Um ehrlich zu sein, kein Peil was genau du da machst ... ^^
Aber im Grunde bin ich echt versucht das als Lösung anzugeben, die würden glaub Augen machen


----------



## eRaaaa (19. Jun 2011)

Disi hat gesagt.:


> Aber im Grunde bin ich echt versucht das als Lösung anzugeben, die würden glaub Augen machen



Oder dir ne` glatte 6 geben weil du exakt 1:1 den Code aus toCharArray() verwendest


----------



## Disi (19. Jun 2011)

@eRaaaa:
Also das ist für die Uni, da passiert wenig, wenn es falsch ist ...
Aber naja, man sollte die toCharArray() nich verwenden, also die schon fest stehende Methode, den Befehl selber *toCharArray()*, denke zumindest ich.(Sonst wäre die Aufgabe ja mit einem Wort gelöst ...) Ich denke mal sie würden die Lösung von faetzminator durchgehen lassen.
Naja ich poste mal am Montag was die dazu meinen


----------



## Marcinek (19. Jun 2011)

Ein Wort dazu: Lächerlich

1. Versuchen "DIE" dir logisches Denken und Lösungswege in Java beizubringen, wogegen du dich mittels punkt 2) und 3 wehement zu wehr setzt.

2. Statt diese Aufgabe nach den Vorgaben zu lösen, suchst du eine Lösung die möglichst zeigt, was passiert wenn man die Aufgabestellung so flach hält, dass der Kern ersichtlich wird, aber viele "Schlupflöcher" für den Schüler lässt. Dann versuchst du dich damit auch noch vor "denen" zu profilieren obwohl du nicht mal selbst auf diese triviale Lösung kommst.
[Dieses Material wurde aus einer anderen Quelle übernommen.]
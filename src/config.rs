// src/config.rs
use crate::error::ConfigError;
use clap::Parser;
use figment::{
    providers::{Env, Format, Serialized, Toml},
    Figment,
};
use serde::{Deserialize, Serialize};
use std::path::PathBuf;

const DEFAULT_HOST: &str = "localhost";
const DEFAULT_PORT: u16 = 5678;
const DEFAULT_LOG_LEVEL: &str = "info";
const DEFAULT_CONFIG_FILE: &str = "mdlive.toml";

/// Command-line arguments for the application.
///
/// `-h` is taken by the host, so help is only available as `--help`.
#[derive(Parser, Debug, Default)]
#[clap(author, version, about, long_about = None, disable_help_flag = true)]
pub struct CliArgs {
    /// Hostname from which the server will serve requests
    #[clap(short = 'h', long, value_parser, help = "Hostname from which the server will serve requests")]
    pub host: Option<String>,

    /// Port on which the server will serve requests
    #[clap(short, long, value_parser, help = "Port on which the server will serve requests")]
    pub port: Option<u16>,

    /// Enable debug logging
    #[clap(short, long, help = "Enable debug logging")]
    pub debug: bool,

    /// Path to a configuration file (e.g., mdlive.toml)
    #[clap(
        short,
        long,
        value_parser,
        help = "Path to a configuration file (e.g., mdlive.toml)"
    )]
    pub config: Option<PathBuf>,

    /// Log level (e.g., trace, debug, info, warn, error)
    #[clap(
        long,
        value_parser,
        help = "Log level (e.g., trace, debug, info, warn, error)"
    )]
    pub log_level: Option<String>,

    /// Disable live reload
    #[clap(long, help = "Disable live reload of connected browsers")]
    pub no_reload: bool,

    /// Directory to serve
    #[clap(help = "Directory to serve (defaults to the current directory)")]
    pub directory: Option<PathBuf>,

    #[clap(long, action = clap::ArgAction::Help, help = "Print help")]
    help: Option<bool>,
}

/// Configuration loaded from file, environment, or defaults.
#[derive(Deserialize, Serialize, Debug, Default)]
pub struct FileConfig {
    pub host: Option<String>,
    pub port: Option<u16>,
    pub directory: Option<PathBuf>,
    pub log_level: Option<String>,
    pub live_reload: Option<bool>,
}

impl FileConfig {
    fn defaults() -> Self {
        Self {
            host: Some(DEFAULT_HOST.to_string()),
            port: Some(DEFAULT_PORT),
            directory: Some(PathBuf::from(".")),
            log_level: Some(DEFAULT_LOG_LEVEL.to_string()),
            live_reload: Some(true),
        }
    }
}

/// Final server configuration after merging all sources. Immutable once
/// built and shared behind an `Arc`.
#[derive(Debug, Clone)]
pub struct ServerConfig {
    /// Host to bind
    pub host: String,
    /// Port to bind; also handed to the live-reload client
    pub port: u16,
    /// Directory whose files are served and watched
    pub root_directory: PathBuf,
    /// Tracing filter directive
    pub log_level: String,
    /// Whether pages embed the live-reload script and changes are pushed
    pub live_reload: bool,
}

impl ServerConfig {
    /// Parses the process arguments and merges them with file and environment.
    pub fn load() -> Result<Self, ConfigError> {
        Self::from_args(CliArgs::parse())
    }

    /// Merges defaults < config file (`[mdlive]` table) < `MDLIVE_*`
    /// environment < CLI flags, then checks the directory.
    pub fn from_args(cli_args: CliArgs) -> Result<Self, ConfigError> {
        let config_file_path = cli_args
            .config
            .clone()
            .unwrap_or_else(|| PathBuf::from(DEFAULT_CONFIG_FILE));

        let fig = Figment::new()
            .merge(Serialized::defaults(FileConfig::defaults()))
            .merge(Toml::file(config_file_path).nested())
            .merge(Env::prefixed("MDLIVE_").global());

        let mut merged: FileConfig = fig.select("mdlive").extract()?;

        // CLI flags always win.
        if let Some(host) = cli_args.host {
            merged.host = Some(host);
        }
        if let Some(port) = cli_args.port {
            merged.port = Some(port);
        }
        if let Some(directory) = cli_args.directory {
            merged.directory = Some(directory);
        }
        if let Some(level) = cli_args.log_level {
            merged.log_level = Some(level);
        } else if cli_args.debug {
            merged.log_level = Some("debug".to_string());
        }
        if cli_args.no_reload {
            merged.live_reload = Some(false);
        }

        let root_directory = merged.directory.unwrap_or_else(|| PathBuf::from("."));
        match std::fs::metadata(&root_directory) {
            Ok(meta) if meta.is_dir() => {}
            Ok(_) => return Err(ConfigError::NotADirectory(root_directory)),
            Err(_) => return Err(ConfigError::MissingDirectory(root_directory)),
        }

        Ok(ServerConfig {
            host: merged.host.unwrap_or_else(|| DEFAULT_HOST.to_string()),
            port: merged.port.unwrap_or(DEFAULT_PORT),
            root_directory,
            log_level: merged
                .log_level
                .unwrap_or_else(|| DEFAULT_LOG_LEVEL.to_string()),
            live_reload: merged.live_reload.unwrap_or(true),
        })
    }

    /// The `host:port` string to bind.
    pub fn addr(&self) -> String {
        format!("{}:{}", self.host, self.port)
    }
}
3. Ob du nun diese Methode über die API aufrufst oder da rauskopierst und in deine Implementierung packst und sie dann aufrufst ist EXAKT das Selbe.

Ich hoffe deine beruflichen Wünsche gehen nicht in die Richtung "Softwareentwicklung". Mit genau dieser Einstellung wirst du gut auf die NAse fliegen. 

SCNR


----------



## Disi (19. Jun 2011)

1.) Vorallem soll die Algorithmus Denkweise gefördert werden, unter anderem eben auch mit dem Fach Informatik.
Wie ich schon im ersten Post geschrieben habe, hatte ich die Grund-Idee und wollte nur wissen wie man den String zerlegt.
Was an sich ein Problem mit der Sprache Java ist und kein Problem von fehlendem logischen Denken.

2.) Sie ist nach Vorgaben gelöst, mit dem Tipp von ChrisKu zwar, was ich aber auch nicht bestreite. Da ich außerdem geschrieben habe das ich 
**VERSUCHT** bin die Lösung von faetzminator anzugeben. Wie man an den Smiley erkennen kann eher ein Witz und keineswegs ein Todernst gemeintes Vorhaben.

3.) Ja ist klar, aber ob ich die Methode, wie die Aufgabenstellung verlangt, schreibe, dabei nicht den Code von toCharArray benutzte, kommt dann trotzdem am Ende, als Ergebniss beim Verwenden der Methode auch das gleiche raus ...

Meine Beruflichen Wünsche gehen nicht Richtung Software Entwicklung, deine Hoffnungen haben sich bestätigt.


----------